Adfine adalah sanak saudara dari seorang suami atau istri. Disebut demikian karena dua kelompok keluarga yang terpisah satu sama lain dipersatukan melalui perkawinan, dan masing-masing saling mengaksesi batas kelompok keluarga yang lain: karena penyebab pertalian itu berasal dari pernikahan.
Jadi, yang termasuk dalam adfine adalah sebagai berikut: ayah mertua dan ibu mertua, menantu laki-laki dan menantu perempuan, ibu tiri dan ayah tiri, anak tiri dan anak tiri.
Baca Juga: Kehidupan Perempuan Romawi Kuno, Lumrah Menikah Pada Usia 12 Tahun
Sharrock menjelaskan bahwa dalam daftar nomenklatur Modestinus, ada satu kata yang memiliki asosiasi yang sangat negatif, yakni ibu tiri.
"Tidak diperlukan argumen untuk menunjukkan representasi negatif ibu tiri dalam imajinasi Romawi, meskipun terdapat banyak sekali hubungan tiri di dunia dengan angka kematian yang tinggi dan perceraian yang tinggi. Hal yang lebih mengejutkan adalah kurangnya bukti yang menunjukkan bahwa ibu mertua juga mendapat kecaman," tulis sejarawan tersebut.
Benarkah Ada Tradisi Membenci Ibu Mertua di Romawi Kuno?
"Dalam buku saya yang terbit tahun 2009 tentang komedi Romawi, saya mengklaim bahwa Hecyra karya Terence, baik drama maupun karakter utama di dalamnya, tunduk pada stereotip negatif yang saat ini sering dikaitkan dengan ibu mertua," tulis Sharrock.
Jadi, apakah ibu mertua harus dibenci? Sharrock menyatakan bahwa ia bukan satu-satunya orang meyakini anggapan atau stereotip tersebut salah.
Walcott (1999), dalam survei cepatnya terhadap perempuan Plutarchan, menyatakan: “Tetapi ibu mertua adalah sosok yang dicurigai sepanjang zaman karena dia bersaing dengan istri untuk mendapatkan dukungan dan cinta dari laki-laki. Kepada siapa si laki-laki akan memihak, ibunya atau istrinya?"

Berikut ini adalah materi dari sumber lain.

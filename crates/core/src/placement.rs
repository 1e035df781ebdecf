//! Obstacle placement: propose, provisionally mark, validate, roll back.
//!
//! Candidates come from the shuffled all-tiles cycle. Each coordinate is offered
//! at most once per pass. A candidate that would land on the map center, or
//! that would cut any open cell off from the center, is rolled back and never
//! retried, so the final count can fall short of the density target.
//!
//! With the boundary ring enabled, free ring cells count as walls during
//! validation. The ring is laid down afterwards, so no interior pocket may
//! depend on a path along the perimeter.

use log::{debug, trace};
use serde::{Deserialize, Serialize};

use crate::allocator::CoordCycle;
use crate::config::{Colour, MapConfig, PlacementMode};
use crate::connectivity::ConnectivityValidator;
use crate::coord::Coord;
use crate::grid::OccupancyGrid;
use crate::seed::{HEIGHT_STREAM, SeededRng};

#[derive(Clone, Copy, Debug, PartialEq, Eq, Hash, Serialize, Deserialize)]
pub enum ObstacleKind {
    /// Density-placed; subject to the connectivity check.
    Interior,
    /// Outer containment ring; placed without a connectivity check.
    Boundary,
}

#[derive(Clone, Copy, Debug, PartialEq, Serialize, Deserialize)]
pub struct Obstacle {
    pub coord: Coord,
    pub height: f32,
    pub kind: ObstacleKind,
    /// Row-shaded colour for interior obstacles; the ring carries none.
    pub colour: Option<Colour>,
}

#[derive(Clone, Copy, Debug, Default, PartialEq, Eq, Serialize, Deserialize)]
pub struct PlacementReport {
    /// `floor(width * height * density)`.
    pub target: usize,
    /// Free candidates offered to the validator.
    pub attempts: usize,
    pub placed: usize,
    pub rejected: usize,
    pub boundary_placed: usize,
}

impl PlacementReport {
    /// Fewer interior obstacles than the density asks for. Expected under
    /// high density; never compensated for.
    pub fn is_under_density(&self) -> bool {
        self.placed < self.target
    }
}

#[derive(Clone, Debug, PartialEq)]
pub struct PlacementOutcome {
    pub report: PlacementReport,
    pub obstacles: Vec<Obstacle>,
    /// Cells left open, in column-major grid order.
    pub open_coords: Vec<Coord>,
}

fn lerp(min: f32, max: f32, t: f32) -> f32 {
    min + (max - min) * t
}

fn should_stop(mode: PlacementMode, report: &PlacementReport) -> bool {
    match mode {
        PlacementMode::AttemptBudget => report.attempts >= report.target,
        PlacementMode::FillToTarget => report.placed >= report.target,
    }
}

/// Density-based placement followed by the optional boundary ring.
pub fn place_obstacles(
    grid: &mut OccupancyGrid,
    config: &MapConfig,
    candidates: &mut CoordCycle,
    validator: &mut ConnectivityValidator,
) -> PlacementOutcome {
    let center = config.center();
    let mut report =
        PlacementReport { target: config.target_obstacle_count(), ..PlacementReport::default() };
    let mut obstacles = Vec::with_capacity(report.target);
    let mut heights = SeededRng::for_stream(config.seed, HEIGHT_STREAM);
    let seal_ring = config.boundary_obstacles;
    let mut free_ring_cells = if seal_ring {
        grid.boundary_coords().filter(|&coord| !grid.is_occupied(coord)).count()
    } else {
        0
    };

    let mut offered = 0;
    while offered < candidates.len() && !should_stop(config.placement, &report) {
        let Some(candidate) = candidates.draw() else {
            break;
        };
        offered += 1;
        if grid.is_occupied(candidate) {
            continue;
        }

        grid.occupy(candidate);
        report.attempts += 1;
        let on_ring = seal_ring && grid.is_boundary(candidate);
        let sealed_cells = free_ring_cells - usize::from(on_ring);

        if candidate == center
            || !stays_connected(grid, center, seal_ring, sealed_cells, validator)
        {
            grid.vacate(candidate);
            report.rejected += 1;
            trace!("rejected obstacle candidate {candidate}");
            continue;
        }

        let height =
            lerp(config.min_obstacle_height, config.max_obstacle_height, heights.next_unit_f32());
        obstacles.push(Obstacle {
            coord: candidate,
            height,
            kind: ObstacleKind::Interior,
            colour: Some(config.obstacle_colour(candidate.y)),
        });
        report.placed += 1;
        if on_ring {
            free_ring_cells -= 1;
        }
    }

    if config.boundary_obstacles {
        let ring = place_boundary_ring(grid, config.max_obstacle_height);
        report.boundary_placed = ring.len();
        obstacles.extend(ring);
    }

    let open_coords: Vec<Coord> = grid.coords().filter(|&coord| !grid.is_occupied(coord)).collect();

    debug!(
        "placed {}/{} obstacles ({} attempts, {} rejected, {} boundary), {} open tiles",
        report.placed,
        report.target,
        report.attempts,
        report.rejected,
        report.boundary_placed,
        open_coords.len()
    );

    PlacementOutcome { report, obstacles, open_coords }
}

/// Every open cell outside the `sealed_cells` free ring cells is reachable from `center`.
fn stays_connected(
    grid: &OccupancyGrid,
    center: Coord,
    seal_ring: bool,
    sealed_cells: usize,
    validator: &mut ConnectivityValidator,
) -> bool {
    if !seal_ring {
        return validator.is_fully_accessible(grid, center, grid.obstacle_count());
    }
    let reachable = validator.reachable_count_where(grid, center, |coord| grid.is_boundary(coord));
    reachable == grid.open_count() - sealed_cells
}

/// Occupies every free outer-ring cell without checking connectivity.
pub fn place_boundary_ring(grid: &mut OccupancyGrid, height: f32) -> Vec<Obstacle> {
    let mut ring = Vec::new();
    for coord in grid.boundary_coords() {
        if grid.occupy(coord) {
            ring.push(Obstacle { coord, height, kind: ObstacleKind::Boundary, colour: None });
        }
    }
    ring
}
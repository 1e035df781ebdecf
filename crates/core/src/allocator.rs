//! Non-exhausting cyclic coordinate queues.
//!
//! Drawing from a [`CoordCycle`] pops the front and immediately pushes it to the
//! back, so an initialised cycle serves unlimited draws in a fixed round-robin
//! order. Permanent removal rebuilds the queue.

use std::collections::VecDeque;

use log::warn;

use crate::coord::Coord;
use crate::error::AllocatorError;
use crate::seed::shuffle;

#[derive(Clone, Debug, Default, PartialEq, Eq)]
pub struct CoordCycle {
    queue: VecDeque<Coord>,
}

impl CoordCycle {
    pub fn new(coords: Vec<Coord>) -> Self {
        Self { queue: VecDeque::from(coords) }
    }

    /// Shuffles `coords` with `seed` and cycles through them in that order.
    pub fn shuffled(mut coords: Vec<Coord>, seed: u64) -> Self {
        shuffle(&mut coords, seed);
        Self::new(coords)
    }

    pub fn len(&self) -> usize {
        self.queue.len()
    }

    pub fn is_empty(&self) -> bool {
        self.queue.is_empty()
    }

    /// Dequeue-then-requeue.
    pub fn draw(&mut self) -> Option<Coord> {
        let coord = self.queue.pop_front()?;
        self.queue.push_back(coord);
        Some(coord)
    }

    /// Remaining order starting from the current front.
    pub fn iter(&self) -> impl Iterator<Item = Coord> + '_ {
        self.queue.iter().copied()
    }

    /// Rebuilds the queue without `coord`, keeping the order of the rest.
    /// O(n); the draw position afterwards is the rebuilt queue's front.
    pub fn rebuild_without(&mut self, coord: Coord) -> bool {
        let before = self.queue.len();
        let rebuilt: VecDeque<Coord> = self.queue.iter().copied().filter(|&c| c != coord).collect();
        let removed = rebuilt.len() != before;
        self.queue = rebuilt;
        removed
    }
}

/// Serves "random" open tiles for spawn selection without ever running dry.
#[derive(Clone, Debug, Default, PartialEq, Eq)]
pub struct OpenTileAllocator {
    cycle: CoordCycle,
}

impl OpenTileAllocator {
    /// Shuffles the open coordinates with the map seed.
    pub fn new(open_coords: Vec<Coord>, seed: u64) -> Self {
        Self { cycle: CoordCycle::shuffled(open_coords, seed) }
    }

    pub fn len(&self) -> usize {
        self.cycle.len()
    }

    pub fn is_empty(&self) -> bool {
        self.cycle.is_empty()
    }

    pub fn next_open_tile(&mut self) -> Result<Coord, AllocatorError> {
        self.cycle.draw().ok_or_else(|| {
            warn!("no open tiles available");
            AllocatorError::Exhausted
        })
    }

    /// Permanently excludes `coord` from future draws.
    pub fn remove_tile(&mut self, coord: Coord) -> bool {
        self.cycle.rebuild_without(coord)
    }

    pub fn contains(&self, coord: Coord) -> bool {
        self.cycle.iter().any(|c| c == coord)
    }

    pub fn iter(&self) -> impl Iterator<Item = Coord> + '_ {
        self.cycle.iter()
    }
}

#[cfg(test)]
mod tests {
    use std::collections::BTreeSet;

    use super::*;

    fn coords(count: i32) -> Vec<Coord> {
        (0..count).map(|x| Coord::new(x, 0)).collect()
    }

    #[test]
    fn draws_cycle_through_every_tile_before_repeating() {
        let mut allocator = OpenTileAllocator::new(coords(9), 42);
        let first_cycle: Vec<Coord> =
            (0..9).map(|_| allocator.next_open_tile().expect("non-empty allocator")).collect();
        let distinct: BTreeSet<Coord> = first_cycle.iter().copied().collect();
        assert_eq!(distinct.len(), 9);

        let second_cycle: Vec<Coord> =
            (0..9).map(|_| allocator.next_open_tile().expect("non-empty allocator")).collect();
        assert_eq!(first_cycle, second_cycle, "round-robin order repeats exactly");
    }

    #[test]
    fn empty_allocator_reports_exhaustion() {
        let mut allocator = OpenTileAllocator::new(Vec::new(), 1);
        assert_eq!(allocator.next_open_tile(), Err(AllocatorError::Exhausted));
        assert_eq!(allocator.next_open_tile(), Err(AllocatorError::Exhausted));
    }

    #[test]
    fn single_tile_is_returned_forever() {
        let mut allocator = OpenTileAllocator::new(vec![Coord::new(3, 4)], 8);
        for _ in 0..100 {
            assert_eq!(allocator.next_open_tile(), Ok(Coord::new(3, 4)));
        }
    }

    #[test]
    fn removed_tile_is_never_drawn_again() {
        let mut allocator = OpenTileAllocator::new(coords(6), 3);
        let victim = Coord::new(2, 0);
        assert!(allocator.remove_tile(victim));
        assert!(!allocator.remove_tile(victim), "second removal finds nothing");
        assert_eq!(allocator.len(), 5);
        assert!(!allocator.contains(victim));
        for _ in 0..50 {
            assert_ne!(allocator.next_open_tile(), Ok(victim));
        }
    }

    #[test]
    fn removing_every_tile_exhausts_the_allocator() {
        let mut allocator = OpenTileAllocator::new(coords(3), 0);
        for coord in coords(3) {
            allocator.remove_tile(coord);
        }
        assert!(allocator.is_empty());
        assert_eq!(allocator.next_open_tile(), Err(AllocatorError::Exhausted));
    }

    #[test]
    fn rebuild_keeps_relative_order_of_remaining_tiles() {
        let mut cycle = CoordCycle::new(coords(5));
        cycle.draw();
        cycle.draw();
        cycle.rebuild_without(Coord::new(3, 0));
        let order: Vec<Coord> = cycle.iter().collect();
        assert_eq!(
            order,
            vec![Coord::new(2, 0), Coord::new(4, 0), Coord::new(0, 0), Coord::new(1, 0)]
        );
    }

    #[test]
    fn same_seed_gives_same_draw_order() {
        let mut left = OpenTileAllocator::new(coords(20), 99);
        let mut right = OpenTileAllocator::new(coords(20), 99);
        for _ in 0..40 {
            assert_eq!(left.next_open_tile(), right.next_open_tile());
        }
    }
}
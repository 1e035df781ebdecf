//! Integer tile coordinates shared by the grid, the allocator, and the generator.

use std::fmt;

use serde::{Deserialize, Serialize};

#[derive(Clone, Copy, Debug, PartialEq, Eq, PartialOrd, Ord, Hash, Serialize, Deserialize)]
pub struct Coord {
    pub x: i32,
    pub y: i32,
}

impl Coord {
    pub const fn new(x: i32, y: i32) -> Self {
        Self { x, y }
    }

    /// Up, right, down, left.
    pub fn neighbours(self) -> [Coord; 4] {
        [
            Coord { x: self.x, y: self.y + 1 },
            Coord { x: self.x + 1, y: self.y },
            Coord { x: self.x, y: self.y - 1 },
            Coord { x: self.x - 1, y: self.y },
        ]
    }
}

impl fmt::Display for Coord {
    fn fmt(&self, f: &mut fmt::Formatter<'_>) -> fmt::Result {
        write!(f, "({}, {})", self.x, self.y)
    }
}

impl From<(i32, i32)> for Coord {
    fn from((x, y): (i32, i32)) -> Self {
        Self { x, y }
    }
}
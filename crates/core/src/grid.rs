//! Boolean occupancy grid with single-cell occupy/vacate for speculative placement.

use crate::coord::Coord;

#[derive(Clone, Debug, PartialEq, Eq)]
pub struct OccupancyGrid {
    width: usize,
    height: usize,
    cells: Vec<bool>,
    occupied: usize,
}

impl OccupancyGrid {
    pub fn new(width: usize, height: usize) -> Self {
        Self { width, height, cells: vec![false; width * height], occupied: 0 }
    }

    pub fn width(&self) -> usize {
        self.width
    }

    pub fn height(&self) -> usize {
        self.height
    }

    pub fn cell_count(&self) -> usize {
        self.cells.len()
    }

    pub fn obstacle_count(&self) -> usize {
        self.occupied
    }

    pub fn open_count(&self) -> usize {
        self.cells.len() - self.occupied
    }

    pub fn in_bounds(&self, coord: Coord) -> bool {
        coord.x >= 0
            && coord.y >= 0
            && (coord.x as usize) < self.width
            && (coord.y as usize) < self.height
    }

    /// Row-major index of `coord`, or `None` outside the grid.
    pub fn index_of(&self, coord: Coord) -> Option<usize> {
        if !self.in_bounds(coord) {
            return None;
        }
        Some((coord.y as usize) * self.width + (coord.x as usize))
    }

    pub fn coord_at(&self, index: usize) -> Coord {
        Coord { x: (index % self.width) as i32, y: (index / self.width) as i32 }
    }

    /// Cells outside the grid read as occupied.
    pub fn is_occupied(&self, coord: Coord) -> bool {
        self.index_of(coord).is_none_or(|index| self.cells[index])
    }

    /// Marks `coord` occupied. Returns `false` if it already was or lies outside.
    pub fn occupy(&mut self, coord: Coord) -> bool {
        let Some(index) = self.index_of(coord) else {
            return false;
        };
        if self.cells[index] {
            return false;
        }
        self.cells[index] = true;
        self.occupied += 1;
        true
    }

    /// Undo for [`occupy`](Self::occupy).
    pub fn vacate(&mut self, coord: Coord) -> bool {
        let Some(index) = self.index_of(coord) else {
            return false;
        };
        if !self.cells[index] {
            return false;
        }
        self.cells[index] = false;
        self.occupied -= 1;
        true
    }

    /// Every coordinate, column by column (`x` outer, `y` inner).
    pub fn coords(&self) -> impl Iterator<Item = Coord> + use<> {
        let (width, height) = (self.width as i32, self.height as i32);
        (0..width).flat_map(move |x| (0..height).map(move |y| Coord { x, y }))
    }

    /// The outer ring in column-major order.
    pub fn boundary_coords(&self) -> impl Iterator<Item = Coord> + use<> {
        let (width, height) = (self.width as i32, self.height as i32);
        (0..width).flat_map(move |x| {
            (0..height)
                .filter(move |&y| x == 0 || x == width - 1 || y == 0 || y == height - 1)
                .map(move |y| Coord { x, y })
        })
    }

    pub fn is_boundary(&self, coord: Coord) -> bool {
        self.in_bounds(coord)
            && (coord.x == 0
                || coord.y == 0
                || coord.x as usize == self.width - 1
                || coord.y as usize == self.height - 1)
    }

    pub fn canonical_bytes(&self) -> Vec<u8> {
        let mut bytes = Vec::with_capacity(8 + self.cells.len());
        bytes.extend((self.width as u32).to_le_bytes());
        bytes.extend((self.height as u32).to_le_bytes());
        bytes.extend(self.cells.iter().map(|&occupied| u8::from(occupied)));
        bytes
    }

    /// `#` obstacle, `.` open, `C` for `center`; the top row (`y = height - 1`) first.
    pub fn render_ascii(&self, center: Coord) -> String {
        let mut out = String::with_capacity((self.width + 1) * self.height);
        for y in (0..self.height).rev() {
            for x in 0..self.width {
                let coord = Coord { x: x as i32, y: y as i32 };
                out.push(if coord == center {
                    'C'
                } else if self.cells[y * self.width + x] {
                    '#'
                } else {
                    '.'
                });
            }
            out.push('\n');
        }
        out
    }
}
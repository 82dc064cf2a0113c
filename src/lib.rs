//! Mass-spring rope simulation with analytical cross-checks.
//!
//! `ropesim` lays a chain of point masses and Hooke springs along a
//! parametric curve, advances it with a fixed-step RK4 integrator, and
//! compares the settled shape against the inextensible catenary and the
//! elastic cable obtained by root finding.
//!
//! # Features
//!
//! - **Rope builder**: any arc-length curve (`Line`, `UCurve`, or your own)
//! - **Force model**: Hooke springs, relative-velocity damping, gravity, tension
//! - **RK4 integrator**: all nodes advance through each stage together
//! - **Analytical references**: catenary and elastic cable profiles
//! - **Observable**: monitor RK4 stages via the `StepObserver` trait
//! - **`no_std` compatible**: only needs `alloc`
//!
//! ```
//! use ropesim::{CreateConfig, ElementConfig, Line, Rope, RopeSolver, SolverConfig, Vec2};
//!
//! let line = Line::new(Vec2::new(0.0, 0.0), Vec2::new(4.0, 0.0))?;
//! let element = ElementConfig::new(100.0, 0.1, 0.01).with_damping(0.05);
//! let rope = Rope::build(&line, &element, &CreateConfig::new())?;
//! let mut solver = RopeSolver::new(rope, SolverConfig::new().with_gravity(Vec2::new(0.0, -9.8)));
//! for _ in 0..10 {
//!     solver.update(1e-3)?;
//! }
//! assert_eq!(solver.tensions().len(), solver.rope().num_points());
//! # Ok::<(), ropesim::RopeError>(())
//! ```

#![no_std]

extern crate alloc;

pub mod float;
pub mod vec;
pub mod element;
pub mod curve;
pub mod config;
pub mod rope;
pub mod force;
pub mod solver;
pub mod roots;
pub mod analytical;
pub mod observer;
pub mod error;

// Re-export primary API
pub use float::Float;
pub use vec::{Vec, Vec2, Vec3};
pub use element::{Point, PointId, Side, Spring, SpringId};
pub use curve::{Curve, Line, UCurve};
pub use config::{CreateConfig, ElasticRopeConfig, ElementConfig, ElementSizing, RopeConfig, SolverConfig};
pub use rope::Rope;
pub use force::{energy, point_acceleration, spring_forces, PointAcceleration, SpringForces};
pub use solver::RopeSolver;
pub use analytical::{solve_catenary, solve_elastic_rope, Catenary, SampledCurve};
pub use observer::{StepObserver, NoOpStepObserver};
pub use error::RopeError;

Kini Sharrock mengklarifikasi bahwa ibu mertua dalam komedi Terence, Hecyra, sejatinya adalah pengecualian terhadap ibu mertua "yang membenci dan meremehkan menantu perempuannya." Kisah ini adalah bentuk reuni bahagia anggota keluarga di era Romawi kuno.
Sharrock menuliskan bahwa meski ada stereotip modern yang menganggap bahwa ibu mertua telah umum dibenci sejak era Romawi kuno, hasil penelusuran Sharrock terhadap berbagai literatur Romawi justru menunjukkan hal yang sebaliknya.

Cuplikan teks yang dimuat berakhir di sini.